In the spring, when Dad was plowing and I wanted to be with him, he would take me to the field with him. I took a tin can along and picked up earthworms in the fresh furrows. That evening after supper, Dad would take me to the country store a couple of miles down the road where I could sell the day’s crop to one of the store owners who was an avid fisherman. Guess I was running my own bait shop.
It was a pretty good deal for all – Dad kept me occupied, the fisherman got extra bait and, to top it off, I had a coin to cherish.
I well remember one evening when we came home from the store and Dad suggested I tell Mom how much money I got. I said, “A quarter.” I thought that was a pretty good income for a six-year-old entrepreneur. But Dad quickly corrected me. “No. That’s a half dollar!”

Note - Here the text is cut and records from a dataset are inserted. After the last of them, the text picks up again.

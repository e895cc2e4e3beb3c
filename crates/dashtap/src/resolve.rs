//! Map decoded columns onto canonical metric keys.
//!
//! Three tiers, strongest first: the exact identifier table, keyword matching
//! on tokenized column names, and finally the structural identifier prefix,
//! which hands the first leftover prefixed column to the first metric still
//! without a candidate. Within one payload the first candidate per metric wins.

use crate::config::ExtractionConfig;
use crate::types::{ColumnMap, MatchKind, MetricKey, RawValue};
use std::collections::HashSet;

/// A metric value found in one payload.
#[derive(Debug, Clone, PartialEq)]
pub struct ResolvedMetric {
    pub metric: MetricKey,
    pub column: String,
    pub value: RawValue,
    pub kind: MatchKind,
}

#[derive(Debug, Clone)]
struct KeywordSet {
    metric: MetricKey,
    /// Each keyword as a token sequence.
    phrases: Vec<Vec<String>>,
}

/// Resolves column maps against a fixed metric configuration.
#[derive(Debug, Clone)]
pub struct MetricResolver {
    keyword_sets: Vec<KeywordSet>,
    exact: Vec<(String, MetricKey)>,
    fallback_prefix: String,
}

impl MetricResolver {
    pub fn new(config: &ExtractionConfig) -> Self {
        let keyword_sets = config
            .metrics
            .iter()
            .map(|spec| KeywordSet {
                metric: spec.key.clone(),
                phrases: spec
                    .keywords
                    .iter()
                    .map(|k| tokenize(k))
                    .filter(|p| !p.is_empty())
                    .collect(),
            })
            .collect();

        Self {
            keyword_sets,
            exact: config.columns.clone(),
            fallback_prefix: config.fallback_prefix.clone(),
        }
    }

    fn exact_metric(&self, column: &str) -> Option<&MetricKey> {
        self.exact
            .iter()
            .find(|(id, _)| id == column)
            .map(|(_, metric)| metric)
    }

    fn slot(&self, metric: &MetricKey) -> Option<usize> {
        self.keyword_sets.iter().position(|k| &k.metric == metric)
    }

    /// Resolve one payload's columns. Output follows configured metric order.
    pub fn resolve(&self, columns: &ColumnMap) -> Vec<ResolvedMetric> {
        let mut found: Vec<Option<ResolvedMetric>> = vec![None; self.keyword_sets.len()];
        let mut claimed: HashSet<&str> = HashSet::new();

        for col in columns.iter() {
            let Some(metric) = self.exact_metric(&col.id) else {
                continue;
            };
            claimed.insert(col.id.as_str());
            if let Some(idx) = self.slot(metric) {
                if found[idx].is_none() {
                    found[idx] = Some(ResolvedMetric {
                        metric: metric.clone(),
                        column: col.id.clone(),
                        value: col.value.clone(),
                        kind: MatchKind::Exact,
                    });
                }
            }
        }

        for (idx, set) in self.keyword_sets.iter().enumerate() {
            if found[idx].is_some() {
                continue;
            }
            let hit = columns
                .iter()
                .filter(|c| !claimed.contains(c.id.as_str()))
                .find(|c| matches_any(&tokenize(&c.id), &set.phrases));
            if let Some(col) = hit {
                claimed.insert(col.id.as_str());
                found[idx] = Some(ResolvedMetric {
                    metric: set.metric.clone(),
                    column: col.id.clone(),
                    value: col.value.clone(),
                    kind: MatchKind::Keyword,
                });
            }
        }

        if !self.fallback_prefix.is_empty() {
            let leftover = columns
                .iter()
                .filter(|c| !claimed.contains(c.id.as_str()))
                .find(|c| c.id.starts_with(&self.fallback_prefix));
            let unmatched = found.iter().position(Option::is_none);
            if let (Some(col), Some(idx)) = (leftover, unmatched) {
                found[idx] = Some(ResolvedMetric {
                    metric: self.keyword_sets[idx].metric.clone(),
                    column: col.id.clone(),
                    value: col.value.clone(),
                    kind: MatchKind::Prefix,
                });
            }
        }

        found.into_iter().flatten().collect()
    }
}

/// Lower-case, fold common accents, split on anything that is not alphanumeric.
fn tokenize(text: &str) -> Vec<String> {
    let folded: String = text.to_lowercase().chars().map(fold_accent).collect();
    folded
        .split(|c: char| !c.is_alphanumeric())
        .filter(|t| !t.is_empty())
        .map(str::to_string)
        .collect()
}

fn fold_accent(c: char) -> char {
    match c {
        'á' | 'à' | 'â' | 'ä' => 'a',
        'é' | 'è' | 'ê' | 'ë' => 'e',
        'í' | 'ì' | 'î' | 'ï' => 'i',
        'ó' | 'ò' | 'ô' | 'ö' => 'o',
        'ú' | 'ù' | 'û' | 'ü' => 'u',
        'ñ' => 'n',
        other => other,
    }
}

/// A phrase matches when its tokens are prefixes of consecutive name tokens,
/// so the stem "reparad" matches "reparados".
fn matches_any(name: &[String], phrases: &[Vec<String>]) -> bool {
    phrases.iter().any(|phrase| {
        phrase.len() <= name.len()
            && name.windows(phrase.len()).any(|window| {
                window
                    .iter()
                    .zip(phrase.iter())
                    .all(|(token, stem)| token.starts_with(stem.as_str()))
            })
    })
}
//! CLI subcommand implementations for the Dashtap binary.

pub mod doctor;
pub mod extract_cmd;
pub mod output;
pub mod serve_cmd;

use anyhow::{Context, Result};
use dashtap::ExtractionConfig;
use std::path::{Path, PathBuf};

/// Resolve the run configuration.
///
/// The file comes from `--config`, then `DASHTAP_CONFIG`, else the built-in
/// default. The dashboard URL can be overridden by `DASHTAP_URL` and, above
/// that, by `--url`.
pub fn load_config(config: Option<&Path>, url: Option<&str>) -> Result<ExtractionConfig> {
    let env_path = std::env::var("DASHTAP_CONFIG").ok().map(PathBuf::from);
    let env_url = std::env::var("DASHTAP_URL").ok();
    resolve_config(
        config.map(Path::to_path_buf).or(env_path),
        url.map(str::to_string).or(env_url),
    )
}

fn resolve_config(path: Option<PathBuf>, url: Option<String>) -> Result<ExtractionConfig> {
    let mut config = match &path {
        Some(path) => ExtractionConfig::from_path(path)
            .with_context(|| format!("loading {}", path.display()))?,
        None => ExtractionConfig::default(),
    };
    if let Some(url) = url.filter(|u| !u.trim().is_empty()) {
        config.dashboard_url = url;
    }
    config.validate()?;
    Ok(config)
}

#[cfg(test)]
mod tests {
    use super::*;
    use std::io::Write;

    #[test]
    fn test_defaults_without_file_or_override() {
        let config = resolve_config(None, None).unwrap();
        assert_eq!(config, ExtractionConfig::default());
    }

    #[test]
    fn test_url_override_beats_file() {
        let mut file = tempfile::NamedTempFile::new().unwrap();
        write!(file, r#"{{"dashboard_url": "https://file.test/"}}"#).unwrap();

        let from_file = resolve_config(Some(file.path().to_path_buf()), None).unwrap();
        assert_eq!(from_file.dashboard_url, "https://file.test/");

        let overridden = resolve_config(
            Some(file.path().to_path_buf()),
            Some("https://flag.test/".into()),
        )
        .unwrap();
        assert_eq!(overridden.dashboard_url, "https://flag.test/");
    }

    #[test]
    fn test_blank_url_is_ignored() {
        let config = resolve_config(None, Some("  ".into())).unwrap();
        assert_eq!(config.dashboard_url, dashtap::config::DEFAULT_DASHBOARD_URL);
    }

    #[test]
    fn test_bad_file_reports_path() {
        let err = resolve_config(Some(PathBuf::from("/nonexistent/dashtap.json")), None)
            .unwrap_err();
        assert!(format!("{err:#}").contains("/nonexistent/dashtap.json"));
    }
}
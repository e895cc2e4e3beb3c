//! Section navigation: bringing each dashboard section into view.
//!
//! The first section is the landing view and is never clicked. For the
//! others, every label variant is tried against every locator in order and
//! the first successful click wins. A section nothing matches is logged and
//! reported, never fatal.

pub mod locator;

use crate::renderer::RenderContext;
use dashtap::{Section, Timeouts};
use locator::{default_locators, LabelLocator};
use std::time::Duration;

/// What happened when a section was visited.
#[derive(Debug, Clone, PartialEq, Eq)]
pub enum NavigationOutcome {
    /// The landing view; already on screen after the initial load.
    Landing,
    Clicked {
        label: String,
        locator: &'static str,
    },
    /// No control matched; the page stays on the previous view.
    Missed { labels_tried: Vec<String> },
}

pub struct Navigator {
    locators: Vec<Box<dyn LabelLocator>>,
    click_timeout_ms: u64,
    settle: Duration,
}

impl Navigator {
    pub fn new(timeouts: &Timeouts) -> Self {
        Self {
            locators: default_locators(),
            click_timeout_ms: timeouts.click_ms,
            settle: timeouts.settle(),
        }
    }

    /// Replace the locator list.
    pub fn with_locators(mut self, locators: Vec<Box<dyn LabelLocator>>) -> Self {
        self.locators = locators;
        self
    }

    /// Bring `section` into view, then wait out the settle delay.
    pub async fn visit(
        &self,
        ctx: &mut dyn RenderContext,
        index: usize,
        section: &Section,
    ) -> NavigationOutcome {
        let outcome = if index == 0 {
            NavigationOutcome::Landing
        } else {
            self.open(ctx, section).await
        };
        tokio::time::sleep(self.settle).await;
        outcome
    }

    async fn open(&self, ctx: &mut dyn RenderContext, section: &Section) -> NavigationOutcome {
        let labels = section.label_variants();
        for &label in &labels {
            for locator in &self.locators {
                match ctx
                    .click_xpath(&locator.xpath(label), self.click_timeout_ms)
                    .await
                {
                    Ok(true) => {
                        tracing::info!(section = %section.name, label, strategy = locator.name(), "opened section");
                        return NavigationOutcome::Clicked {
                            label: label.to_string(),
                            locator: locator.name(),
                        };
                    }
                    Ok(false) => {}
                    Err(e) => {
                        tracing::debug!(section = %section.name, label, strategy = locator.name(), "click failed: {e:#}");
                    }
                }
            }
        }

        tracing::warn!(
            section = %section.name,
            "no control matched any label variant, staying on the current view"
        );
        NavigationOutcome::Missed {
            labels_tried: labels.iter().map(|l| l.to_string()).collect(),
        }
    }
}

If you think about it, half dollars have all but disappeared from today’s coinage.
In the fall, several entities seeking my financial support began sending coins in their letters. I would get a nickel, a dime, seven cents, or whatever fit their program. This, of course, was to get my attention, and it did! I never threw any of the coins away.
A bit later in the season, a couple organizations began sending half dollars. At first, I looked twice to be sure what I was seeing, then I detached it from the letter and put it away.
Well, at Christmastime, I wrapped a bunch of small items into a ball with plastic kitchen wrap for my two grandkids to take apart and discover. There were toothbrushes, a couple of small ornaments, just anything I found lying around the house. Oh! What a good place to put those half dollars!
When they reached that point, unwrapping stopped. “Hey! These are really big!” You see, today’s young people don’t even recognize half dollars.
As a six-year-old, I lacked knowledge. These young people didn’t recognize the coins due to lack of exposure to them!
I hadn’t even thought of that until they began coming in the mail, and then I wondered how long it had been since I had seen that coin.
These changes slip up on us without our noticing.
Other things about our lives also change without our notice. Did you miss church last Sunday? Too busy? Sick? If you miss again this week, it is the beginning of a habit.
Church attendance needs to be more than just a good habit. It is time set aside to worship our Lord and Savior, a time to renew our spiritual lives as we commune with others of like-mindedness.
Don’t let it slip away from you. The same goes for Bible reading and prayer. Good habits but more than that, too – time to draw apart from the day’s concerns and spend time with the One Who bought us back from sin by shedding His own blood.